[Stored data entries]
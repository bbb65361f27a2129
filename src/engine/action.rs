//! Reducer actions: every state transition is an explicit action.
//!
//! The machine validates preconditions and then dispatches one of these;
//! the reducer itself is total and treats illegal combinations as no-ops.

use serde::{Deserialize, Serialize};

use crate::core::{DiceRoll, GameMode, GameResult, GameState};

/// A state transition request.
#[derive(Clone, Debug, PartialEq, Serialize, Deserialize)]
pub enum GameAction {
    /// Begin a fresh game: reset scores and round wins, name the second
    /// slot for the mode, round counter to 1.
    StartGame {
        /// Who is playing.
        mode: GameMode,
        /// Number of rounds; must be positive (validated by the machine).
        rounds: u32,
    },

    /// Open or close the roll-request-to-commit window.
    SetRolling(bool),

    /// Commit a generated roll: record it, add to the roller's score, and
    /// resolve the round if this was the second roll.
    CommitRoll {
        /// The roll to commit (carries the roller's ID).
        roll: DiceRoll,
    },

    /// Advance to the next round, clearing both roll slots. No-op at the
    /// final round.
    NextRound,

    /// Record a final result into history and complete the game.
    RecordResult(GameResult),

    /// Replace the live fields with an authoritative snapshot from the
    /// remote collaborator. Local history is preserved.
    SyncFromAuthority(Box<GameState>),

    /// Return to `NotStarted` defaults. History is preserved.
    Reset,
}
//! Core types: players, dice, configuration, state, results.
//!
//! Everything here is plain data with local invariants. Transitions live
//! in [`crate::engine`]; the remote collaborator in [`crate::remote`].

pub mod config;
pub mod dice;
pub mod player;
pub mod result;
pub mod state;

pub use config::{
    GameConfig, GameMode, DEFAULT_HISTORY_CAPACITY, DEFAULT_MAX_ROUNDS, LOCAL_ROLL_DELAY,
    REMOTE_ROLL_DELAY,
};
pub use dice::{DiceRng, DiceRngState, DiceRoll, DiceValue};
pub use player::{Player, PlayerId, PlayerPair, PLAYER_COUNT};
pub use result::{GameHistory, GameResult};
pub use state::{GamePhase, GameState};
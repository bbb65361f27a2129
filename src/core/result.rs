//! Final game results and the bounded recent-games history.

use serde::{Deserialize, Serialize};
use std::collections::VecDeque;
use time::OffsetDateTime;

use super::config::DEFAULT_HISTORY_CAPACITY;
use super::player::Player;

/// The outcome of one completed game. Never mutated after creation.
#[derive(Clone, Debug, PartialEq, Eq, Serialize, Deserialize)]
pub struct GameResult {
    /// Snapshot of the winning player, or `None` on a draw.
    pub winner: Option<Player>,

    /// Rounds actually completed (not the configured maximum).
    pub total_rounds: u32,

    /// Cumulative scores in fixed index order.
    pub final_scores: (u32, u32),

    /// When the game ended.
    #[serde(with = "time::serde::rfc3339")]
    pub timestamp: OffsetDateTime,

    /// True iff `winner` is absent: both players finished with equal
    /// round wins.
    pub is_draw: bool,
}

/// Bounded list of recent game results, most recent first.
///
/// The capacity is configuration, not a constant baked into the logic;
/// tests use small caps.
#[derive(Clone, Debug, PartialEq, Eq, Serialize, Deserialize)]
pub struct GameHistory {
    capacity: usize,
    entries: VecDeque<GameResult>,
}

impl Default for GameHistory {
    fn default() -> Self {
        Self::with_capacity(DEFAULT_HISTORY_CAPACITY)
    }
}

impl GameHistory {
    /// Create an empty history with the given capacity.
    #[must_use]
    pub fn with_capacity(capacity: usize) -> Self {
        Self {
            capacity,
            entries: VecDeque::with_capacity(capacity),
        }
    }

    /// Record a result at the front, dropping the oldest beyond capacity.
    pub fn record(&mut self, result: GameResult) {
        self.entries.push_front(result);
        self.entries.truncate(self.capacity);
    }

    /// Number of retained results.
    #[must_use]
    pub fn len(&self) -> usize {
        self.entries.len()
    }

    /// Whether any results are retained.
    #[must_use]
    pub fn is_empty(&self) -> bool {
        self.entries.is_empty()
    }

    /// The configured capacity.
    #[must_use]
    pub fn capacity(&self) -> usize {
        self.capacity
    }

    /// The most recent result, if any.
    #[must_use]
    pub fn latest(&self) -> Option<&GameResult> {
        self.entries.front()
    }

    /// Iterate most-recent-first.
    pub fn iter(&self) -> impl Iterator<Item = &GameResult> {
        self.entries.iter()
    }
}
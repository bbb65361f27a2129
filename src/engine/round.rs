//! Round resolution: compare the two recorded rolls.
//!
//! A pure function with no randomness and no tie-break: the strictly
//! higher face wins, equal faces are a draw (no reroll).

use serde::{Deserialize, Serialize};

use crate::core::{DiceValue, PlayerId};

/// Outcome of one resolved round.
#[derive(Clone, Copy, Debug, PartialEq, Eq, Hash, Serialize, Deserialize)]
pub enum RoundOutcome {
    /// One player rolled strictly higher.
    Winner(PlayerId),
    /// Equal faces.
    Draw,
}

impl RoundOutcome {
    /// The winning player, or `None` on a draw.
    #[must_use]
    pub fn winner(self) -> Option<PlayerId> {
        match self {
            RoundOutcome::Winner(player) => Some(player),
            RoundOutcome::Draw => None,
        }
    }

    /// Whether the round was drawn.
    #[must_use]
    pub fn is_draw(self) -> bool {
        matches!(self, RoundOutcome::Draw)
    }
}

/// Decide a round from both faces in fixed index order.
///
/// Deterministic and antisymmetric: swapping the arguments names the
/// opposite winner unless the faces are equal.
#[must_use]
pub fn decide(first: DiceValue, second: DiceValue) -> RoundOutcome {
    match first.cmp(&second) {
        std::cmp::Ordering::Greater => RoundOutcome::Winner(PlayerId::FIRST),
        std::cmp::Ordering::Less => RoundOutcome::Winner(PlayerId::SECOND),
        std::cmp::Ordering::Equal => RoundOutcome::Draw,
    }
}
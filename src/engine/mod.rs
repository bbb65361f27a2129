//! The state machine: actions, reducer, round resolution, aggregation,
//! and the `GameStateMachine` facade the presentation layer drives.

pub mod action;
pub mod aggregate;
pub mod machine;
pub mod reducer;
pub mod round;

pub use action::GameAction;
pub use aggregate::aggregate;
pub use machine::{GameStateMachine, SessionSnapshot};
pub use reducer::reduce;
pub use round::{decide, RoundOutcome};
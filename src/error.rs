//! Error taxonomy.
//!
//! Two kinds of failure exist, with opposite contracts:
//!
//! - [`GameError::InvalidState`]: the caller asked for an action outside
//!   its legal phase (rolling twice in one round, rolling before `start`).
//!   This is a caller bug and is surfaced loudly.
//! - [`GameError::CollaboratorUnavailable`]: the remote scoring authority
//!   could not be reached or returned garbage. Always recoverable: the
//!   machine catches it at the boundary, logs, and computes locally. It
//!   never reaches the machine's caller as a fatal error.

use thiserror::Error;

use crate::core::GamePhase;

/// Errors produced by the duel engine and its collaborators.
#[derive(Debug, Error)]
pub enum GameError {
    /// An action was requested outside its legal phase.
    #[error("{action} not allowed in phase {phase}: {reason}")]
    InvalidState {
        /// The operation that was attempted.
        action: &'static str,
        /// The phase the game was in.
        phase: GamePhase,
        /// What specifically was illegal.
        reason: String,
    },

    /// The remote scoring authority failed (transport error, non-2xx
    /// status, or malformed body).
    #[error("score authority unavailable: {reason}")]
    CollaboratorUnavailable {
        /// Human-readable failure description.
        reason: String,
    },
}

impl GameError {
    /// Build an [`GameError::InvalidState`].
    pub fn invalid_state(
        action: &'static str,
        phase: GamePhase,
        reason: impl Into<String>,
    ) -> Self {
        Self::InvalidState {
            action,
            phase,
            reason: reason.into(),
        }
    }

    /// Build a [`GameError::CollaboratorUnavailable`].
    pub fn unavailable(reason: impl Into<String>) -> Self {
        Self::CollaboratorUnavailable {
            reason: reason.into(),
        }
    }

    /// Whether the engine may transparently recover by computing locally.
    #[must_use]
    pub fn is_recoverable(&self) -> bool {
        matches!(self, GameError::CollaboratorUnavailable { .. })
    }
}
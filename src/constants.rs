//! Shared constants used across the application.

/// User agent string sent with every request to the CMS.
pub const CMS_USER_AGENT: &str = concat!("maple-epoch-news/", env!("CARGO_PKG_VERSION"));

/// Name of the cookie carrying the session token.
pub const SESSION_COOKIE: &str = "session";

(Task prompt): Each line above with the string "struct" in it should be located and copied.

(Solution to this exercise):
pub struct GameResult {
pub struct GameHistory {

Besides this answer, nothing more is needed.